Dua tahun kemudian, ia mendirikan Soenting Melajoe, surat kabar perempuan pertama di Sumatra, yang dikelola dan ditulis oleh perempuan. Surat kabar ini bukan sekadar media informasi, tetapi menjadi senjata intelektual dalam melawan ketimpangan sosial dan kolonialisme. Di dalamnya, Rohana menulis tentang pentingnya pendidikan, peran perempuan dalam masyarakat, hingga kritik terhadap struktur sosial yang timpang.

Soenting Melajoe adalah bukti konkret bahwa di tengah represi kolonial, perempuan Indonesia mampu menghadirkan narasi tandingan. Ia membuka ruang bagi perempuan lain untuk menyuarakan pengalaman dan gagasan mereka, sesuatu yang pada masa itu, nyaris mustahil.

Jurnalis, Aktivis, dan Pejuang Sunyi

Tak hanya dikenal sebagai pendidik dan jurnalis, Siti Rohana juga aktif dalam organisasi pergerakan. Ia bergabung dalam Sarekat Islam, dan menjalin hubungan erat dengan tokoh-tokoh nasionalis di berbagai wilayah. Di masa ketika gerakan perempuan masih jarang terdengar, Rohana telah lebih dulu menanamkan benih kesadaran akan hak, kesetaraan, dan pentingnya partisipasi perempuan dalam perubahan sosial.

Sayangnya, nama Siti Rohana Kudus tak banyak disebut dalam narasi besar sejarah nasional. Ia tidak tampil dalam deretan wajah pahlawan di buku pelajaran. Padahal perjuangannya tak kalah penting dibanding tokoh-tokoh lelaki sezamannya.

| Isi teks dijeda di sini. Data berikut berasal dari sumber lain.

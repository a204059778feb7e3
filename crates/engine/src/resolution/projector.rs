//! Response projection
//!
//! Pure function from the final closure to the public view. Output depends
//! only on the closure's contents, never on discovery order:
//! - the primary's email and phone come first
//! - remaining distinct values follow in seniority order of the contact that
//!   holds them
//! - secondary ids are ascending

use linkage_core::{Contact, ContactId, IdentityView};

use super::Closure;

/// Aggregate `closure` around its elected `primary`
pub fn project(primary: &Contact, closure: &Closure) -> IdentityView {
    let mut by_seniority: Vec<&Contact> = closure.iter().filter(|c| c.id != primary.id).collect();
    by_seniority.sort_by_key(|c| c.seniority());

    let mut emails: Vec<String> = Vec::new();
    let mut phone_numbers: Vec<String> = Vec::new();
    for contact in std::iter::once(primary).chain(by_seniority) {
        push_distinct(&mut emails, contact.email.as_deref());
        push_distinct(&mut phone_numbers, contact.phone.as_deref());
    }

    let secondary_contact_ids: Vec<ContactId> = closure
        .iter()
        .filter(|c| !c.is_primary())
        .map(|c| c.id)
        .collect();

    IdentityView {
        primary_contact_id: primary.id,
        emails,
        phone_numbers,
        secondary_contact_ids,
    }
}

fn push_distinct(values: &mut Vec<String>, value: Option<&str>) {
    if let Some(value) = value {
        if !values.iter().any(|v| v == value) {
            values.push(value.to_string());
        }
    }
}
//! Clap command tree definition.

use clap::{Arg, ArgAction, Command};

/// Build the complete CLI command tree.
pub fn build_cli() -> Command {
    Command::new("linkage")
        .about("Resolve contact sightings into unified identities")
        .subcommand_required(false)
        .arg(
            Arg::new("config")
                .long("config")
                .value_name("PATH")
                .help("Config file (default: ./linkage.toml if present)")
                .global(true),
        )
        .arg(
            Arg::new("compact")
                .long("compact")
                .help("Single-line JSON output")
                .action(ArgAction::SetTrue)
                .global(true),
        )
        .subcommand(build_identify())
        .subcommand(build_init())
}

fn build_identify() -> Command {
    Command::new("identify")
        .about("Resolve one sighting against an empty in-memory store")
        .arg(
            Arg::new("email")
                .long("email")
                .value_name("EMAIL")
                .help("Email address"),
        )
        .arg(
            Arg::new("phone")
                .long("phone")
                .value_name("PHONE")
                .help("Phone number"),
        )
}

fn build_init() -> Command {
    Command::new("init")
        .about("Write a commented default config file if none exists")
        .arg(
            Arg::new("path")
                .value_name("PATH")
                .help("Where to write (default: ./linkage.toml)"),
        )
}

Warisan yang Terus Menyala

Rohana wafat pada 17 Agustus 1972, tepat di hari peringatan kemerdekaan Republik Indonesia yang ia turut perjuangkan, dengan caranya sendiri. Pada tahun 2019, pemerintah akhirnya menetapkan Siti Rohana Kudus sebagai Pahlawan Nasional, pengakuan yang datang terlambat, namun tetap penting.

Warisan Rohana Kudus hari ini bisa ditemukan dalam semangat jurnalisme perempuan, dalam gerakan pendidikan akar rumput, dan dalam setiap suara perempuan yang menolak tunduk pada ketidakadilan.

Ketika media hari ini makin terpusat dan kebebasan berekspresi kembali dibatasi secara halus, mengenang Siti Rohana Kudus bukan sekadar melihat masa lalu. Ia adalah pengingat bahwa perubahan sosial tak selalu lahir dari senjata dan pidato, tetapi juga dari pena, ruang kelas kecil, dan keberanian untuk bersuara di tengah sunyi. [IQT]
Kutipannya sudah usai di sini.